● Your instructions
Return precisely the opening lines of the listing below, ending with the line that contains "lines lives in".

==============================

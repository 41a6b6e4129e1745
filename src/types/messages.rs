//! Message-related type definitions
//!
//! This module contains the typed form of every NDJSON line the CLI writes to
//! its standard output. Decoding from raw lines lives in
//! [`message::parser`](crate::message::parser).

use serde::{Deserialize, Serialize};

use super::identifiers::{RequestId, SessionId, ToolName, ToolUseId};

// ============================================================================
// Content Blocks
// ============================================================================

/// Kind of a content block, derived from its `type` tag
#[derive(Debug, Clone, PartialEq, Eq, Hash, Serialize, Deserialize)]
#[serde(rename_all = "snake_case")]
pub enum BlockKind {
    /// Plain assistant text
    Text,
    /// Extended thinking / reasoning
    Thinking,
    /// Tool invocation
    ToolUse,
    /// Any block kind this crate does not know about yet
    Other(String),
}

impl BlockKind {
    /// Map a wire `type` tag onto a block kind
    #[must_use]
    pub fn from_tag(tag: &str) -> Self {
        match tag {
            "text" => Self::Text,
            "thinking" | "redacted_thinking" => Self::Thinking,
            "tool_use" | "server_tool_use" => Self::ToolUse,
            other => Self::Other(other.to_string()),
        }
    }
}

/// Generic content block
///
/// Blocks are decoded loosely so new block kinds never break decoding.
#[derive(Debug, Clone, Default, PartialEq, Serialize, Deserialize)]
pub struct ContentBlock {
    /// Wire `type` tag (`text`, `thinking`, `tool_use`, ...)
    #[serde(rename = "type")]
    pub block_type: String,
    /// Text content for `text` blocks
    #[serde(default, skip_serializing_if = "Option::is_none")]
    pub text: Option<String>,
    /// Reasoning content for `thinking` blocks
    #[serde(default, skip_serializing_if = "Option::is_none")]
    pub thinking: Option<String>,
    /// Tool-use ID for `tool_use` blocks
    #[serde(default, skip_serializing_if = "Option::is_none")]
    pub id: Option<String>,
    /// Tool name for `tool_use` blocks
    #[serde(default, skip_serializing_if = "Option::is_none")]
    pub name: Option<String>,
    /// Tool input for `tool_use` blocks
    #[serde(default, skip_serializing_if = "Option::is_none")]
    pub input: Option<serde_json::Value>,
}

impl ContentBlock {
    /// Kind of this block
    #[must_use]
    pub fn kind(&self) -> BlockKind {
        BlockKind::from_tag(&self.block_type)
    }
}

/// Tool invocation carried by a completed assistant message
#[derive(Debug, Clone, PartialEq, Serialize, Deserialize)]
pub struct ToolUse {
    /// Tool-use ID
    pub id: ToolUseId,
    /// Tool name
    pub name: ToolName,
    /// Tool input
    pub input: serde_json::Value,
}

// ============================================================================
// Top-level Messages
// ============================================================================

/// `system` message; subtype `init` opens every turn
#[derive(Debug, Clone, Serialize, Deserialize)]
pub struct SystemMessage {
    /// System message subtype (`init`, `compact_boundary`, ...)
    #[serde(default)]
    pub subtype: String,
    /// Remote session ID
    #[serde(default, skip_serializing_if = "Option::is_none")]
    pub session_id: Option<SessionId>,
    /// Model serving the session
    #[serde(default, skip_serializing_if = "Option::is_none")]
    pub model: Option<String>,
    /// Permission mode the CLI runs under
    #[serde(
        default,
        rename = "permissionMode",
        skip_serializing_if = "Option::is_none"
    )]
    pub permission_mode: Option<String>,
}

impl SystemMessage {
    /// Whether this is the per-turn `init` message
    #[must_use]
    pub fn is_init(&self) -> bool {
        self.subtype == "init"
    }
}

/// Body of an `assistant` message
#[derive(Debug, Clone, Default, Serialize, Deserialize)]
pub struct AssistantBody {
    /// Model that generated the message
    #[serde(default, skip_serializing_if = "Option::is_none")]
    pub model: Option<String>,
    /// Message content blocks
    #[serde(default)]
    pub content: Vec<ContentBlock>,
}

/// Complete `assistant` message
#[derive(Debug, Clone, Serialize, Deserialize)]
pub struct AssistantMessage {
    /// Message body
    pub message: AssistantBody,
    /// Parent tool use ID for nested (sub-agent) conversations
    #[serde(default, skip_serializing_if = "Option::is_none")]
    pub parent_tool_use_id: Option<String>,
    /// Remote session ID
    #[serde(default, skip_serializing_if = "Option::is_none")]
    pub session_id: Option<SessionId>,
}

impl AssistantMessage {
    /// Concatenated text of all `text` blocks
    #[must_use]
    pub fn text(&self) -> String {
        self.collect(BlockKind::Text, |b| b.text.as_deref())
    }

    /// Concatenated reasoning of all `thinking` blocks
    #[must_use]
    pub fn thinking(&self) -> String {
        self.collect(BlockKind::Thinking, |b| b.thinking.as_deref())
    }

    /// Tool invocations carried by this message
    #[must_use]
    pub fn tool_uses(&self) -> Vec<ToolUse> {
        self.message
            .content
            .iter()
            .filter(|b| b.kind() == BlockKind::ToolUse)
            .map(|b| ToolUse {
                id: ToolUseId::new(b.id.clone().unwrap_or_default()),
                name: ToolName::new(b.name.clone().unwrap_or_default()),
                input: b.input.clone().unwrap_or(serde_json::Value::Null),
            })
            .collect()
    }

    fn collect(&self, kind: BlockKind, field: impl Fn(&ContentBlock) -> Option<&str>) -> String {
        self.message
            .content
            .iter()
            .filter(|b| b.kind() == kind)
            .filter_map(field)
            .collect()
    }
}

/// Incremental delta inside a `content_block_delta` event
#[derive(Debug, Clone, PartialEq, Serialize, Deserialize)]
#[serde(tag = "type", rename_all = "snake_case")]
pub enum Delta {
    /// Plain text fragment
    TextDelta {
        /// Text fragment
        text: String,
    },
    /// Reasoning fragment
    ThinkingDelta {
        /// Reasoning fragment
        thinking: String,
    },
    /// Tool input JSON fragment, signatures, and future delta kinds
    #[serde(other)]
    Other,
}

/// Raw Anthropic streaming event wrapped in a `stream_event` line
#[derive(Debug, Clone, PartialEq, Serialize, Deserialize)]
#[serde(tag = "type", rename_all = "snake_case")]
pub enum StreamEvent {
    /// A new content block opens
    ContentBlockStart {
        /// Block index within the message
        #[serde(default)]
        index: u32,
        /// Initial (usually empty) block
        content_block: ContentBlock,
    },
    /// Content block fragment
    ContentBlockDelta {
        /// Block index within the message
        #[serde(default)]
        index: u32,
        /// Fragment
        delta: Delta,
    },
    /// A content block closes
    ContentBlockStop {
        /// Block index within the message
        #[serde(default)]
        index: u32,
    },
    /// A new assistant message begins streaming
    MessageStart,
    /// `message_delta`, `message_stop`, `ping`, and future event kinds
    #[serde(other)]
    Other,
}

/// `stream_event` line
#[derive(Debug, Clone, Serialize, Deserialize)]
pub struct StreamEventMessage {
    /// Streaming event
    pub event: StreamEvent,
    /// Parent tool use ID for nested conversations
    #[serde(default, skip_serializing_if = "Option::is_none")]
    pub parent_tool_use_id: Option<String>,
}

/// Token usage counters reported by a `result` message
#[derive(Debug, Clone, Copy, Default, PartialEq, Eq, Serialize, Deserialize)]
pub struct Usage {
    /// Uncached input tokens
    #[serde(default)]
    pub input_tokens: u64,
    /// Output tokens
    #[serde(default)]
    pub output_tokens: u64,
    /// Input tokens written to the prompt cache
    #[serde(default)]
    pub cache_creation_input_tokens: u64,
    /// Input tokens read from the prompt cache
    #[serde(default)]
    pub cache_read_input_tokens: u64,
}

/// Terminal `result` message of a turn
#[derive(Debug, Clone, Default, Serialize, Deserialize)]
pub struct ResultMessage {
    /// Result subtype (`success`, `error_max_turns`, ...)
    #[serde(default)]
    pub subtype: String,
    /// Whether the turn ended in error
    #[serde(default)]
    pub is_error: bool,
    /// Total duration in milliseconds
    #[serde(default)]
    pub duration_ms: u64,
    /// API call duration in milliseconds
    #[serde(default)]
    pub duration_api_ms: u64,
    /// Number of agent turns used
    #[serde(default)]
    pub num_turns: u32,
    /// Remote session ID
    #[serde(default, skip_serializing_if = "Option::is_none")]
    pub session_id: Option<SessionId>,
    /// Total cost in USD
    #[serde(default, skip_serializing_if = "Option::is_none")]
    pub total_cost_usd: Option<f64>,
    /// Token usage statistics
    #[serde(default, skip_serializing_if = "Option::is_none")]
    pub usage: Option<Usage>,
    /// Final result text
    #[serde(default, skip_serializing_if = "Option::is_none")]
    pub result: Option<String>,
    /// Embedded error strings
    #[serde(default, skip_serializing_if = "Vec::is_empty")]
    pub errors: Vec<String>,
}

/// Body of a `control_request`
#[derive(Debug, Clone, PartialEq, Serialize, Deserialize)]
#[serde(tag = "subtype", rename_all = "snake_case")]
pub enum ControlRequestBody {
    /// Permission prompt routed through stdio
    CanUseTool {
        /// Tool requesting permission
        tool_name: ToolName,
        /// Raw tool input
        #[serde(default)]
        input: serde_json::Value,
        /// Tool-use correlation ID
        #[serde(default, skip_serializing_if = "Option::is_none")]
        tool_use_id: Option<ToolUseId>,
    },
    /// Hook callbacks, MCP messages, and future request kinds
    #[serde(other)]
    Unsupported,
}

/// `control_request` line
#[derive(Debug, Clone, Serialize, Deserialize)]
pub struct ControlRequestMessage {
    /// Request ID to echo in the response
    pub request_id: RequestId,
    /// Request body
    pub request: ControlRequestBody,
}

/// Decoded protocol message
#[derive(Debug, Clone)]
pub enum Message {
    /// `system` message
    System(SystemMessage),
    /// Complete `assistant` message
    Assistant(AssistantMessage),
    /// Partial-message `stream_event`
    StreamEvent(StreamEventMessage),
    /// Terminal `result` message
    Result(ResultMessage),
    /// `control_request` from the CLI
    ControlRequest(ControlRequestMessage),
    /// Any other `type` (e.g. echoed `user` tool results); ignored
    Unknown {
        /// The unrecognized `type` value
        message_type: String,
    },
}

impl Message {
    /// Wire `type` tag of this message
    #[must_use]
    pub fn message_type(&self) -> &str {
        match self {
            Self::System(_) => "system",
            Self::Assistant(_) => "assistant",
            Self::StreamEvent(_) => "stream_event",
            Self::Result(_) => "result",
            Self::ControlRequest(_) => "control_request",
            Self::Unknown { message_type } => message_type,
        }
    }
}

==============================

● Answer to this task
repository 41a6b6e4129e1745
filename src/types/messages.rs
//! Message-related type definitions
//!
//! This module contains the typed form of every NDJSON line the CLI writes to
//! its standard output. Decoding from raw lines lives in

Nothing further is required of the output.